2 Tahun Anggaran Proyek tak Kunjung Rampung, LAMI Karo bakal Lapor Kejati

222

KARO, WAKTUINDONESIA – Lembaga Aspirasi Masyarakat Indonesia (LAMI) Kabupaten Karo, Sumatera Utara (Sumut) megaku mencium aroma tak sedap proyek di Dinas Pariwisata dan Kebudayaan (Disparbud) Karo.

LAMI bahkan bakal melaporkan temuannya terkait pengunaan anggaran 2019 dan 2020 ke Kejaksaan Tinggi (Kejati) Sumut.

Demikian dikatakan Sekretaris DPC LAMI Karo, Jhon Ginting, kepada Waktuindonesia, di Kabjahe, Selasa (12/1/21).

Dikatakan, pengunaan anggaran tersebut mengacu dengan sejumlah pekerjaan proyek yang diduganya tidak sesuai spesifikasi teknis.

“Itu akibat adanya dugaan konspirasi antara konsultan, PPK dan pihak rekanan sehingga ada dugaan indikasi penyimpangan penyelewengan keuangan negara berdampak pada hasil pekerjaan proyek,” sebut Jhon Ginting.

“Diketahui adanya niat kotor mengunakan Keuangan Negara terhadap pekerjaan proyek hingga tak kunjung selesai dikerjakan sesuai dengan kontrak kerja,” papar Jhon Ginting lagi.

Lebih lanjut Jhon Ginting menjelaskan, sejumlah pekerjaan proyek di Dinas Pariwisata dan Kebudayaan Karo terindikasi jauh menyimpang dari Rencana Anggaran Biaya (RAB).

“Bahwa dengan melaksanakan RAB, dapat berfungsi bagi proyek yaitu, 1 Menetapkan jumlah total biaya. 2 Jumlah material yang dibutuhkan. 3 Menjadi dasar penentuan kontraktor. 4 Mengetahui peralatan yang dibutuhkan,” ujarnya.

“Dasar inilah yang kami lihat dalam pengerjaan proyek penataan taman bunga Di objek wisata Gundaling yang dikerjakan oleh CV. Chansari Abadi Sejahtera dengan nomor Kontrak 170/PPK.DEST/XI/2020,” selanya.
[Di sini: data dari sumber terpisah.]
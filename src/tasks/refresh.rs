//! Server Refresh Task
//!
//! Background task that periodically re-resolves remote cache servers.

use std::sync::Arc;
use std::time::Duration;

use async_trait::async_trait;
use tokio::sync::watch;
use tokio::task::JoinHandle;
use tracing::debug;

/// Something whose server membership is refreshed on a timer.
#[async_trait]
pub trait Refreshable: Send + Sync + 'static {
    async fn refresh(&self);

    fn name(&self) -> &str;
}

/// Spawns a task calling [`Refreshable::refresh`] every `interval` until
/// `stop` flips to `true` or its sender is dropped.
pub fn spawn_refresh_task<R: Refreshable>(
    target: Arc<R>,
    interval: Duration,
    mut stop: watch::Receiver<bool>,
) -> JoinHandle<()> {
    tokio::spawn(async move {
        let mut ticker = tokio::time::interval_at(tokio::time::Instant::now() + interval, interval);
        ticker.set_missed_tick_behavior(tokio::time::MissedTickBehavior::Delay);

        loop {
            tokio::select! {
                _ = ticker.tick() => target.refresh().await,
                changed = stop.changed() => {
                    if changed.is_err() || *stop.borrow() {
                        break;
                    }
                }
            }
        }

        debug!(client = %target.name(), "server refresh task stopped");
    })
}
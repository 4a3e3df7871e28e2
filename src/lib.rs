//! Tiercache - a multi-tier byte cache
//!
//! An embedded LRU/TTL cache, memcached and redis remote tiers, background
//! write-back and a set of composable decorators, all behind one async
//! [`Cache`] capability.
//!
//! Use [`new_cache`] to assemble a stack from a [`Config`].

pub mod cache;
pub mod config;
pub mod context;
pub mod error;
pub mod logging;
pub mod remote;
pub mod tasks;

pub use cache::{is_empty_tiered, new_cache, Cache, CacheType, Fetched};
pub use config::Config;
pub use context::{RequestContext, RequestStats};
pub use error::{CacheError, Result};
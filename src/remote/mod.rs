//! Remote Cache Module
//!
//! Network backed tiers and their plumbing.
//!
//! # Components
//! - memcached: batched client over the ASCII protocol
//! - redis: single node or cluster client
//! - breaker: per-address circuit breakers for dialing
//! - selector / resolver: key to server mapping and server discovery

pub mod breaker;
pub mod memcached;
pub mod redis;
pub mod resolver;
pub mod selector;

pub use breaker::{Breakers, CircuitBreaker, CircuitState};
pub use memcached::{MemcachedCache, MemcachedClient, TextProtocolClient};
pub use self::redis::{partition_replies, RedisCache};
pub use resolver::{AddressResolver, DnsResolver, StaticResolver};
pub use selector::{ConsistentHashRing, ServerList, ServerSelector};
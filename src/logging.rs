//! Tracing subscriber setup for binaries and tests embedding the cache.

use tracing_subscriber::{layer::SubscriberExt, util::SubscriberInitExt, EnvFilter};

/// Installs a global subscriber: `RUST_LOG` when set, otherwise
/// `default_directive` (for example `"tiercache=info"`).
///
/// Returns `false` if a global subscriber was already installed, which makes
/// it safe to call from every test.
pub fn init_tracing(default_directive: &str) -> bool {
    let filter =
        EnvFilter::try_from_default_env().unwrap_or_else(|_| EnvFilter::new(default_directive));

    tracing_subscriber::registry()
        .with(filter)
        .with(tracing_subscriber::fmt::layer().with_test_writer())
        .try_init()
        .is_ok()
}

#[cfg(test)]
mod tests {
    use super::*;

    #[test]
    fn test_init_is_idempotent() {
        init_tracing("tiercache=debug");
        assert!(!init_tracing("tiercache=debug"));
    }
}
Selain itu, dugaan penyimpangan pekerjaan proyek rumah pohon di Gundaling dan Rumah Pohon di Taman Mejuah Juah Open Stage Berastagi. Dan masih banyak lagi pekerjaan proyek yang terkendala di Tahun Anggaran 2019,” tutur sekretaris LAMI Karo ini.

“Untuk itu LAMI segera membuat surat resmi menindaklanjuti temuan pengunaan anggaran Tahun 2019 (pembangunan kios di Sipiso piso) dan Tahun 2020 kemarin ke Kejati,” tegas John Ginting mengakhiri.

BACA JUGA:  Asyikk.. Ada Taman Wisata Baru di Baradatu

Waktuindonesia.id berupaya mengonfirmasi indiksi yang disebut LAMI Karo itu, kepada Kepala Dinas selaku Pengguna Anggaran (PA) maupun PPK (Pejabat Pembuat Komitmen). Namun sayang tidak pernah meresponnya.

Wartaqan di Karo berkali-kali mendatangi Kantor Disparbud Karo, juga tidak pernah berjumpa dengan kedua oknum tersebut.